Seagrasses are types of marine flowering plants that grow in large patches, or beds, in relatively shallow waters. They have long, narrow leaves, and are so named for their resemblance to terrestrial grasses. Unlike kelp and other seaweeds, seasgrasses are vascular plants that produce flowers and seeds.
Surfgrass and eelgrass are the two types of seagrasses that thrive at Channel Islands National Park:
Seagrass beds provide food and shelter to a wide variety of marine life and are particularly important as nursery habitat for young fish and invertebrates such as kelp bass and California spiny lobsters.

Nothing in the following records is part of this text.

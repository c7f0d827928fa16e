//! The dashboard filter controls and how a change to one of them is handled.
//!
//! The browser owns the filter state and sends it with every request as query
//! parameters, so the server never has to remember what a user selected.

use serde::Deserialize;

use crate::{dashboard::visuals::VisualId, dataset::ProjectRecord};

/// The query value that selects every department.
pub const ALL_DEPARTMENTS: &str = "ALL";

/// The reporting period granularity.
#[derive(Debug, Clone, Copy, PartialEq, Eq, Default, Deserialize)]
pub enum Period {
    #[serde(rename = "M")]
    Month,
    #[default]
    #[serde(rename = "Q")]
    Quarter,
    #[serde(rename = "Y")]
    Year,
}

impl Period {
    /// Every period in toggle order.
    pub const ALL: [Period; 3] = [Period::Month, Period::Quarter, Period::Year];

    pub fn query_value(self) -> &'static str {
        match self {
            Period::Month => "M",
            Period::Quarter => "Q",
            Period::Year => "Y",
        }
    }

    pub fn label(self) -> &'static str {
        match self {
            Period::Month => "Monthly",
            Period::Quarter => "Quarterly",
            Period::Year => "Yearly",
        }
    }
}

/// How far back the dashboard looks.
#[derive(Debug, Clone, Copy, PartialEq, Eq, Default, Deserialize)]
pub enum Range {
    #[default]
    #[serde(rename = "LAST_4Q")]
    LastFourQuarters,
    #[serde(rename = "LAST_8Q")]
    LastEightQuarters,
    #[serde(rename = "YTD")]
    YearToDate,
}

impl Range {
    /// Every range in dropdown order.
    pub const ALL: [Range; 3] = [
        Range::LastFourQuarters,
        Range::LastEightQuarters,
        Range::YearToDate,
    ];

    pub fn query_value(self) -> &'static str {
        match self {
            Range::LastFourQuarters => "LAST_4Q",
            Range::LastEightQuarters => "LAST_8Q",
            Range::YearToDate => "YTD",
        }
    }

    pub fn label(self) -> &'static str {
        match self {
            Range::LastFourQuarters => "Last 4 quarters",
            Range::LastEightQuarters => "Last 8 quarters",
            Range::YearToDate => "Year to date",
        }
    }
}

/// Which department the project funnel shows.
#[derive(Debug, Clone, PartialEq, Eq, Default, Deserialize)]
#[serde(from = "String")]
pub enum DepartmentFilter {
    #[default]
    All,
    Named(String),
}

impl DepartmentFilter {
    pub fn query_value(&self) -> &str {
        match self {
            DepartmentFilter::All => ALL_DEPARTMENTS,
            DepartmentFilter::Named(name) => name,
        }
    }

    /// Whether `department` is the currently selected option.
    pub fn selects(&self, department: &str) -> bool {
        self.query_value() == department
    }
}

impl From<String> for DepartmentFilter {
    fn from(value: String) -> Self {
        if value.is_empty() || value == ALL_DEPARTMENTS {
            DepartmentFilter::All
        } else {
            DepartmentFilter::Named(value)
        }
    }
}

/// The full set of filter selections, decoded from the query string.
///
/// Missing parameters take their defaults, so a bare `/dashboard` shows the
/// quarterly view of every department over the last four quarters.
#[derive(Debug, Clone, PartialEq, Eq, Default, Deserialize)]
pub struct FilterState {
    #[serde(default)]
    pub period: Period,
    #[serde(default)]
    pub department: DepartmentFilter,
    #[serde(default)]
    pub range: Range,
}

/// The names of the filter controls, used as query keys and htmx trigger names.
pub mod control {
    pub const PERIOD: &str = "period";
    pub const DEPARTMENT: &str = "department";
    pub const RANGE: &str = "range";
}

/// The filter control a user just changed.
#[derive(Debug, Clone, Copy, PartialEq, Eq)]
pub enum FilterChange {
    Period,
    Department,
    Range,
}

impl FilterChange {
    /// Identify the change from the name of the control that triggered the
    /// request.
    ///
    /// Requests without a recognised trigger name are treated as a department
    /// change, the only change that rebuilds anything.
    pub fn from_trigger_name(name: Option<&str>) -> Self {
        match name {
            Some(control::PERIOD) => FilterChange::Period,
            Some(control::RANGE) => FilterChange::Range,
            _ => FilterChange::Department,
        }
    }

    /// The visuals whose content depends on the changed control.
    ///
    /// Period and range are accepted and echoed back to the client but no
    /// visual reads them, so they invalidate nothing.
    pub fn invalidated_visuals(self) -> &'static [VisualId] {
        match self {
            FilterChange::Department => &[VisualId::ProjectFunnel],
            FilterChange::Period | FilterChange::Range => &[],
        }
    }
}

/// The project records shown for a department filter.
#[derive(Debug, Clone, PartialEq)]
pub struct ProjectSelection<'a> {
    pub records: Vec<&'a ProjectRecord>,
    /// The department label shown next to the panel title.
    pub label: String,
    /// Set when the requested department has no project record and the
    /// selection fell back to every department.
    pub unmatched: Option<String>,
}

/// Pick the project records for `filter`.
///
/// A named department selects the record with exactly that name. If there is
/// none, every record is shown instead and the miss is reported in
/// [ProjectSelection::unmatched].
pub fn select_projects<'a>(
    projects: &'a [ProjectRecord],
    filter: &DepartmentFilter,
) -> ProjectSelection<'a> {
    let all = |unmatched| ProjectSelection {
        records: projects.iter().collect(),
        label: "All".to_owned(),
        unmatched,
    };

    match filter {
        DepartmentFilter::All => all(None),
        DepartmentFilter::Named(name) => {
            match projects.iter().find(|project| &project.dept == name) {
                Some(project) => ProjectSelection {
                    records: vec![project],
                    label: name.clone(),
                    unmatched: None,
                },
                None => {
                    tracing::warn!(
                        "No project data for department {name:?}, showing all departments"
                    );
                    all(Some(name.clone()))
                }
            }
        }
    }
}

#[cfg(test)]
mod tests {
    use crate::{
        dashboard::visuals::VisualId,
        dataset::ProjectRecord,
    };

    use super::{DepartmentFilter, FilterChange, FilterState, Period, Range, select_projects};

    fn projects() -> Vec<ProjectRecord> {
        vec![
            ProjectRecord {
                dept: "CS".to_owned(),
                initiated: 10,
                completed: 4,
            },
            ProjectRecord {
                dept: "ME".to_owned(),
                initiated: 5,
                completed: 5,
            },
        ]
    }

    #[test]
    fn all_departments_selects_every_record() {
        let projects = projects();

        let selection = select_projects(&projects, &DepartmentFilter::All);

        assert_eq!(selection.records.len(), 2);
        assert_eq!(selection.label, "All");
        assert_eq!(selection.unmatched, None);
    }

    #[test]
    fn named_department_selects_its_record() {
        let projects = projects();

        let selection = select_projects(&projects, &DepartmentFilter::Named("ME".to_owned()));

        assert_eq!(selection.records, vec![&projects[1]]);
        assert_eq!(
            (selection.records[0].initiated, selection.records[0].completed),
            (5, 5)
        );
        assert_eq!(selection.label, "ME");
    }

    #[test]
    fn department_match_is_exact() {
        let projects = projects();

        let selection = select_projects(&projects, &DepartmentFilter::Named("cs".to_owned()));

        assert_eq!(selection.records.len(), 2);
        assert_eq!(selection.unmatched.as_deref(), Some("cs"));
    }

    #[test]
    fn unknown_department_falls_back_to_all() {
        let projects = projects();

        let selection = select_projects(&projects, &DepartmentFilter::Named("Art".to_owned()));

        assert_eq!(selection.records.len(), 2);
        assert_eq!(selection.label, "All");
        assert_eq!(selection.unmatched.as_deref(), Some("Art"));
    }

    #[test]
    fn empty_query_uses_defaults() {
        let filters: FilterState = serde_html_form::from_str("").unwrap();

        assert_eq!(filters, FilterState::default());
        assert_eq!(filters.period, Period::Quarter);
        assert_eq!(filters.department, DepartmentFilter::All);
        assert_eq!(filters.range, Range::LastFourQuarters);
    }

    #[test]
    fn parses_every_filter() {
        let filters: FilterState =
            serde_html_form::from_str("period=Y&department=Engineering&range=YTD").unwrap();

        assert_eq!(
            filters,
            FilterState {
                period: Period::Year,
                department: DepartmentFilter::Named("Engineering".to_owned()),
                range: Range::YearToDate,
            }
        );
    }

    #[test]
    fn all_keyword_means_every_department() {
        let filters: FilterState = serde_html_form::from_str("department=ALL").unwrap();

        assert_eq!(filters.department, DepartmentFilter::All);
        assert_eq!(filters.department.query_value(), "ALL");
    }

    #[test]
    fn rejects_unknown_period() {
        let result: Result<FilterState, _> = serde_html_form::from_str("period=W");

        assert!(result.is_err());
    }

    #[test]
    fn trigger_name_identifies_change() {
        assert_eq!(
            FilterChange::from_trigger_name(Some("period")),
            FilterChange::Period
        );
        assert_eq!(
            FilterChange::from_trigger_name(Some("range")),
            FilterChange::Range
        );
        assert_eq!(
            FilterChange::from_trigger_name(Some("department")),
            FilterChange::Department
        );
        assert_eq!(
            FilterChange::from_trigger_name(None),
            FilterChange::Department
        );
    }

    #[test]
    fn only_department_invalidates_a_visual() {
        assert_eq!(
            FilterChange::Department.invalidated_visuals(),
            &[VisualId::ProjectFunnel]
        );
        assert!(FilterChange::Period.invalidated_visuals().is_empty());
        assert!(FilterChange::Range.invalidated_visuals().is_empty());
    }
}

Seagrass beds are also one of the most productive ecosystems on the planet. As the plants undergo photosynthesis, they sequester more carbon than a rainforest of similar size. It is estimated that seagrass beds occupy just 0.2% of the ocean seafloor but account for an astonishing 10% of all the carbon buried annually in the sea. Additionally, seagrass ecosystems help filter, clarify and oxygenate seawater, stabilize sea floor sediments, slow strong currents, and reduce coastal erosion.

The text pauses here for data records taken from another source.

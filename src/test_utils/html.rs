use axum::{body::Body, response::Response};
use scraper::Html;

async fn body_text(response: Response<Body>) -> String {
    let body = axum::body::to_bytes(response.into_body(), usize::MAX)
        .await
        .expect("Could not get response body");

    String::from_utf8_lossy(&body).to_string()
}

pub(crate) async fn parse_html_document(response: Response<Body>) -> Html {
    Html::parse_document(&body_text(response).await)
}

pub(crate) async fn parse_html_fragment(response: Response<Body>) -> Html {
    Html::parse_fragment(&body_text(response).await)
}

#[track_caller]
pub(crate) fn assert_valid_html(html: &Html) {
    assert!(
        html.errors.is_empty(),
        "Got HTML parsing errors: {:?}",
        html.errors
    );
}
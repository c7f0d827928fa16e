//! Alerts for displaying error messages to users.
//!
//! Alerts are swapped into the `#alert-container` element by htmx when a
//! partial request fails.

use maud::{Markup, html};

/// An alert message with a short summary and longer details.
#[derive(Debug, Clone, PartialEq)]
pub enum Alert {
    Error { message: String, details: String },
}

impl Alert {
    pub fn into_html(self) -> Markup {
        let (message, details, container_style, icon) = match &self {
            Alert::Error { message, details } => (
                message,
                details,
                "text-red-800 bg-red-50 border-red-300 \
                dark:bg-gray-800 dark:text-red-400 dark:border-red-800",
                "!",
            ),
        };

        html! {
            div
                role="alert"
                class={"flex items-start gap-3 p-4 mb-4 border rounded-lg shadow " (container_style)}
            {
                span class="font-bold" aria-hidden="true" { (icon) }

                div class="flex-1"
                {
                    p class="font-medium" { (message) }

                    @if !details.is_empty() {
                        p class="text-sm mt-1" { (details) }
                    }
                }

                button
                    type="button"
                    class="ms-auto text-sm font-semibold"
                    aria-label="Dismiss"
                    onclick="this.closest('[role=alert]').remove()"
                {
                    "×"
                }
            }
        }
    }
}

Current Threats and Conservation Efforts
World-wide, eelgrass beds are on the decline due to a variety of causes. Dredging in bays and estuaries is destroying prime habitat while sources of pollution are resulting in algae blooms that cloud the water and prevent photosynthesis. In California alone, 90% of eelgrass acreage has been destroyed since the 1950’s. The relatively pristine eelgrass beds at Channel Islands National Park face fewer challenges to their survival than those along the mainland coast but threats still exist. For example, since boaters and eelgrass both prefer sheltered coves like Smugglers Cove, Scorpion Anchorage and Prisoners Harbor, Channel Islands eelgrass beds are susceptible to damage by anchoring. This threat was reduced when a local group called the Santa Barbara Channelkeeper provided eelgrass bed location information to boaters and island visitors. These materials are working to help educate boaters on where to anchor to best preserve vibrant eelgrass ecosystems.